Book launch: G.N. Saibaba’s ‘Why Do You Fear My Way So Much?’
Over six years since his arrest under the Unlawful Activities (Prevention) Act (UAPA), and five years since his appeal against the detention, G.N. Saibaba continues to languish in Nagpur Central Jail. His situation is made worse by his seriously deteriorating health condition. He could not be present at the launch of his book, but sent a message to be read out at the event.
G.N. Saibaba’s Why Do You Fear My Way So Much?: Poems and Letters from Prison was launched on 4 May 2022 at Jawahar Bhawan, New Delhi, by D. Raja, General Secretary, Communist Party of India. Arundhati Roy and Meena Kandasamy also spoke on the occasion. G.N. Saibaba’s wife, Vasantha Kumari, and daughter Manjeera were present at the launch, which saw a huge gathering of over 100 people.

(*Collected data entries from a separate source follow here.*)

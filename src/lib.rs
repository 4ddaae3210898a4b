pub mod analytics;
pub mod cli;
pub mod clock;
pub mod config;
pub mod error;
pub mod metrics;
pub mod output;
pub mod query;
pub mod search;
pub mod suggest;

pub use analytics::{AnalyticsRecorder, AnalyticsSnapshot, PopularEntry};
pub use clock::{Clock, ManualClock, SystemClock};
pub use config::{Config, EngineConfig};
pub use error::{
    CacheError, ConfigError, EngineError, ErrorCategory, ExecutorError, Result, ValidationError,
};
pub use metrics::Metrics;
pub use query::{build_query, Condition, DateResolver, Operator, QueryBuilder, Value};
pub use search::{
    CacheKey, CacheStats, DateRange, Executor, ExecutorPage, Facets, FixtureExecutor, Issue,
    Pagination, ResultCache, SearchOrchestrator, SearchRequest, SearchResult, SearchScope, SortOrder,
};
pub use suggest::SuggestionEngine;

The following message from the jailed human rights activist G.N. Saibaba was read out on that afternoon by Renuka Chatterjee, Vice President of Speaking Tiger Books:
4th May 2022
Dear Vasantha and all my dearest friends,
Five long torturous years have passed wearily, vilely and heavily, and another five weeks since the so-called judgement. A full two years of the five were weighed further down by the shadow of the coronavirus pandemic. But more than the darkness of my prison cell and the macabre dance of death caused by the bug, it was the virus of tyranny and its tentacles of hatred that impacted us.

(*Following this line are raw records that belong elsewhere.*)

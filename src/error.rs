use serde::{Deserialize, Serialize};
use std::fmt;
use std::io;
use std::path::PathBuf;
use thiserror::Error;

/// Coarse classification of a failed search, used as the analytics key.
#[derive(Debug, Clone, Copy, PartialEq, Eq, PartialOrd, Ord, Hash, Serialize, Deserialize)]
#[serde(rename_all = "snake_case")]
pub enum ErrorCategory {
    Validation,
    Auth,
    RateLimited,
    NotFound,
    BadQuerySyntax,
    ServerError,
    Network,
    Timeout,
}

impl ErrorCategory {
    pub fn as_str(&self) -> &'static str {
        match self {
            ErrorCategory::Validation => "validation",
            ErrorCategory::Auth => "auth",
            ErrorCategory::RateLimited => "rate_limited",
            ErrorCategory::NotFound => "not_found",
            ErrorCategory::BadQuerySyntax => "bad_query_syntax",
            ErrorCategory::ServerError => "server_error",
            ErrorCategory::Network => "network",
            ErrorCategory::Timeout => "timeout",
        }
    }

    /// Maps a backend HTTP status code onto a category.
    pub fn from_status(status: u16) -> Self {
        match status {
            400 => ErrorCategory::BadQuerySyntax,
            401 | 403 => ErrorCategory::Auth,
            404 => ErrorCategory::NotFound,
            408 => ErrorCategory::Timeout,
            429 => ErrorCategory::RateLimited,
            _ => ErrorCategory::ServerError,
        }
    }

    pub fn is_retriable(&self) -> bool {
        matches!(
            self,
            ErrorCategory::RateLimited
                | ErrorCategory::ServerError
                | ErrorCategory::Network
                | ErrorCategory::Timeout
        )
    }
}

impl fmt::Display for ErrorCategory {
    fn fmt(&self, f: &mut fmt::Formatter<'_>) -> fmt::Result {
        f.write_str(self.as_str())
    }
}

/// Rejected input. Always raised before the cache or the executor is touched.
#[derive(Error, Debug, Clone, PartialEq)]
pub enum ValidationError {
    #[error("Field name must not be empty")]
    EmptyField,

    #[error("Invalid field name '{0}'")]
    InvalidField(String),

    #[error("Invalid value for field '{field}': {reason}")]
    InvalidValue { field: String, reason: String },

    #[error("Operator '{operator}' cannot be used with a {value_kind} value on field '{field}'")]
    IncompatibleOperator {
        field: String,
        operator: String,
        value_kind: &'static str,
    },

    #[error("Unknown operator '{0}'")]
    UnknownOperator(String),

    #[error("Unrecognized date '{input}', expected one of: {}", .accepted.join(", "))]
    UnrecognizedDateFormat {
        input: String,
        accepted: Vec<&'static str>,
    },

    #[error("Invalid pagination: {0}")]
    InvalidPagination(String),

    #[error("Cannot parse query at '{0}'")]
    Parse(String),
}

/// Failure reported by the remote executor.
#[derive(Error, Debug, Clone, PartialEq)]
#[error("{category} error: {message}")]
pub struct ExecutorError {
    pub category: ErrorCategory,
    pub message: String,
    pub retriable: bool,
    pub status: Option<u16>,
}

impl ExecutorError {
    pub fn new(category: ErrorCategory, message: impl Into<String>) -> Self {
        Self {
            category,
            message: message.into(),
            retriable: category.is_retriable(),
            status: None,
        }
    }

    pub fn from_status(status: u16, message: impl Into<String>) -> Self {
        Self {
            status: Some(status),
            ..Self::new(ErrorCategory::from_status(status), message)
        }
    }

    pub fn network(message: impl Into<String>) -> Self {
        Self::new(ErrorCategory::Network, message)
    }

    pub fn timeout(message: impl Into<String>) -> Self {
        Self::new(ErrorCategory::Timeout, message)
    }
}

/// Internal cache inconsistency. Logged and treated as a miss, never returned to callers.
#[derive(Error, Debug)]
pub enum CacheError {
    #[error("Cache lock poisoned during {0}")]
    LockPoisoned(&'static str),
}

/// Error returned by [`crate::SearchOrchestrator::search`].
#[derive(Error, Debug, Clone, PartialEq)]
pub enum EngineError {
    #[error("Validation failed: {0}")]
    Validation(#[from] ValidationError),

    #[error("Search failed: {0}")]
    Executor(#[from] ExecutorError),
}

impl EngineError {
    pub fn category(&self) -> ErrorCategory {
        match self {
            EngineError::Validation(_) => ErrorCategory::Validation,
            EngineError::Executor(e) => e.category,
        }
    }
}

#[derive(Error, Debug)]
pub enum ConfigError {
    #[error("I/O error: {0}")]
    Io(#[from] io::Error),

    #[error("Failed to parse config file '{path}': {source}")]
    Parse {
        path: PathBuf,
        #[source]
        source: toml::de::Error,
    },

    #[error("Invalid configuration: {0}")]
    Invalid(String),

    #[error("Failed to register metrics: {0}")]
    Metrics(#[from] prometheus::Error),
}

pub type Result<T> = std::result::Result<T, EngineError>;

If we include the seventeen months of my incarceration prior to the day of the judgement, altogether six and a half years of my life have vanished under the looming cover of the anda cell’s thick darkness. But how does my situation differ from that of the rest of you? In the prevailing circumstances, the difference between the inside and the outside of these high walls has become non-existent.
How, then, can I complain it’s only us prisoners that have no freedom?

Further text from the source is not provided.